Tableau 4 : Tableau synoptique des projets de la section I. Sources : AD75, TRI BRIAND 226.

 

Seize projets seront remis dans la section I pour un plan général de l’agglomération parisienne. Lors de sa séance du 4 mars 1920, la Commission technique procède au classement décisif. Neuf projets retenus sont partagés en deux catégories distinctes selon l’appréciation de leur portée. La répartition des prix entre les quatre projets de la première catégorie fait l’objet d’un vote à main levée. Le projet Urbs est désigné lauréat à l’unanimité[46].

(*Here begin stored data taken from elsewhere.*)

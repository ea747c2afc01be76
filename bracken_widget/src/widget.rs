// Copyright 2025 the Bracken Authors
// SPDX-License-Identifier: Apache-2.0 OR MIT

//! The widget contract: render, input dispatch, navigation, narration.

use alloc::string::{String, ToString};
use bracken_backend::{DrawSurface, TextLayout, Translator};
use bracken_tooltip::TooltipQueue;
use core::fmt;
use kurbo::Point;

use crate::state::WidgetState;

/// Everything a widget may touch during one render call.
///
/// The host assembles one context per frame: its text and draw backends,
/// the screen's tooltip queue, and the current monotonic tick.
pub struct RenderContext<'a> {
    /// Host text measurement and wrapping.
    pub text: &'a dyn TextLayout,
    /// Host drawing primitives.
    pub surface: &'a mut dyn DrawSurface,
    /// The owning screen's tooltip queue.
    pub tooltips: &'a mut TooltipQueue,
    /// The host's monotonic frame tick, for tooltip delay timing.
    pub tick: u64,
}

impl fmt::Debug for RenderContext<'_> {
    fn fmt(&self, f: &mut fmt::Formatter<'_>) -> fmt::Result {
        f.debug_struct("RenderContext")
            .field("tick", &self.tick)
            .finish_non_exhaustive()
    }
}

/// An interactive, renderable UI element.
///
/// Implementations provide [`Widget::state`]/[`Widget::state_mut`] plus
/// their content rendering and input reactions; the provided methods supply
/// the shared per-frame plumbing (visibility gate, hover recomputation,
/// border pass, tooltip scheduling, enabled/visible input gating).
///
/// None of these operations can fail: invalid configurations are ruled out
/// at construction time, and every call is total over valid widgets.
pub trait Widget {
    /// The widget's shared state.
    fn state(&self) -> &WidgetState;

    /// Mutable access to the widget's shared state.
    fn state_mut(&mut self) -> &mut WidgetState;

    /// Draws the widget's content.
    ///
    /// Called by [`Widget::render`] after the hover flag has been updated;
    /// implementations draw through `ctx.surface` and may measure through
    /// `ctx.text`.
    fn render_widget(&mut self, ctx: &mut RenderContext<'_>, mouse: Point, delta: f64);

    /// Renders the widget for this frame.
    ///
    /// Updates `hovered` from the mouse position (idempotent per frame),
    /// draws content, then the border, then feeds the tooltip queue. A
    /// widget with no tooltip text has its tooltip timers reset instead. A
    /// hidden widget does nothing.
    fn render(&mut self, ctx: &mut RenderContext<'_>, mouse: Point, delta: f64) {
        if !self.state().is_visible() {
            return;
        }
        let hovered = self.state().contains(mouse);
        self.state_mut().set_hovered(hovered);

        self.render_widget(ctx, mouse, delta);

        let bounds = self.state().bounds();
        self.state().border().render(ctx, bounds, mouse, delta);

        if let Some(text) = self.state().tooltip().map(ToString::to_string) {
            let focused = self.state().is_focused();
            let tick = ctx.tick;
            ctx.tooltips.queue_for(
                self.state_mut().tooltip_timers_mut(),
                &text,
                hovered,
                focused,
                bounds,
                mouse,
                tick,
                ctx.text,
            );
        } else {
            // No tooltip means no accumulation: a text restored later must
            // wait out the full delay again.
            self.state_mut().tooltip_timers_mut().reset();
        }
    }

    /// Handles a mouse click, returning `true` if the widget consumed it.
    ///
    /// Hidden or disabled widgets never consume; otherwise the click is
    /// delegated to [`Widget::on_mouse_click`]. A `false` return lets the
    /// host fall through to sibling widgets or its default behavior.
    fn mouse_clicked(&mut self, pos: Point, button: crate::input::MouseButton) -> bool {
        if !self.state().is_visible() || !self.state().is_enabled() {
            return false;
        }
        self.on_mouse_click(pos, button)
    }

    /// Widget-specific click reaction. Defaults to not consuming.
    fn on_mouse_click(&mut self, _pos: Point, _button: crate::input::MouseButton) -> bool {
        false
    }

    /// Updates the hover flag from a mouse move.
    fn mouse_moved(&mut self, pos: Point) {
        let hovered = self.state().contains(pos);
        self.state_mut().set_hovered(hovered);
    }

    /// Handles a key press, returning `true` if the widget consumed it.
    ///
    /// Hidden or disabled widgets never consume; otherwise the key is
    /// delegated to [`Widget::on_key_press`].
    fn key_pressed(&mut self, key: crate::input::Key) -> bool {
        if !self.state().is_visible() || !self.state().is_enabled() {
            return false;
        }
        self.on_key_press(key)
    }

    /// Widget-specific key reaction. Defaults to not consuming.
    fn on_key_press(&mut self, _key: crate::input::Key) -> bool {
        false
    }

    /// Returns `true` if focus navigation may land on this widget.
    ///
    /// Purely informational widgets return `false` so keyboard and gamepad
    /// navigation skips them; widgets with an action, or with a tooltip a
    /// keyboard user would otherwise never see, return `true`.
    fn requires_cursor(&self) -> bool {
        true
    }

    /// The accessibility text narrated for this widget.
    ///
    /// `None` suppresses narration entirely (for example a separator with
    /// no title).
    fn narration_message(&self, _i18n: &dyn Translator) -> Option<String> {
        None
    }
}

Les membres de la Commission semblent plutôt satisfaits des résultats de cette section. Ce jugement n’est pas seulement lié à leur qualité individuelle, qui est d’ailleurs très variable, mais aussi au constat « qu’un certain nombre de solutions identiques figurent dans la presque totalité de ces projets »[47]. Le principal objectif du concours étant de recueillir des idées pour l’élaboration du futur plan, la récurrence de certains choix d’aménagement est réconfortante.

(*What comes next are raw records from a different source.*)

// Copyright 2025 the Bracken Authors
// SPDX-License-Identifier: Apache-2.0 OR MIT

//! The getter/setter seam between options and external state.

use alloc::rc::Rc;
use core::cell::Cell;
use core::fmt;

/// Access to an external boolean value.
///
/// The option core calls these as trusted host code: a panic inside a
/// binding is not caught here and propagates to the host's error boundary.
pub trait BoolBinding {
    /// Reads the current value.
    fn get(&self) -> bool;

    /// Writes a new value.
    fn set(&self, value: bool);
}

impl BoolBinding for Cell<bool> {
    fn get(&self) -> bool {
        Cell::get(self)
    }

    fn set(&self, value: bool) {
        Cell::set(self, value);
    }
}

impl<B: BoolBinding + ?Sized> BoolBinding for Rc<B> {
    fn get(&self) -> bool {
        (**self).get()
    }

    fn set(&self, value: bool) {
        (**self).set(value);
    }
}

/// A binding backed by a closure pair.
pub struct FnBinding<G, S> {
    getter: G,
    setter: S,
}

impl<G, S> FnBinding<G, S>
where
    G: Fn() -> bool,
    S: Fn(bool),
{
    /// Creates a binding from a getter and a setter.
    pub fn new(getter: G, setter: S) -> Self {
        Self { getter, setter }
    }
}

impl<G, S> BoolBinding for FnBinding<G, S>
where
    G: Fn() -> bool,
    S: Fn(bool),
{
    fn get(&self) -> bool {
        (self.getter)()
    }

    fn set(&self, value: bool) {
        (self.setter)(value);
    }
}

impl<G, S> fmt::Debug for FnBinding<G, S> {
    fn fmt(&self, f: &mut fmt::Formatter<'_>) -> fmt::Result {
        f.debug_struct("FnBinding").finish_non_exhaustive()
    }
}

Cependant, la lecture des commentaires et des grilles d’évaluation, permet de repérer non seulement des similitudes, mais aussi de nettes différences selon les projets. Ceux qui ont été éliminés ont porté une attention trop exclusive à l’embellissement et à l’hygiène (plantations le long d’axes monumentaux, percements, ouverture d’espaces libres, etc.) ou se sont limités au prolongement de routes et de voies ferrées en grande banlieue et à la création de quartiers d’extensions résidentielles sans lien entre eux. Les retenus, et a fortiori les primés, ont envisagé un périmètre étendu sur l’agglomération parisienne, en inscrivant les questions sectorielles dans un dispositif d’ensemble avec l’objectif d’organiser rationnellement la région urbaine en orientant spatialement sa croissance. Ils partagent ainsi une certaine rationalité technique imposée par l’échelle envisagée qui passe par la spécialisation et la hiérarchisation comme principes d’aménagement pour un urbanisme qui se veut scientifique.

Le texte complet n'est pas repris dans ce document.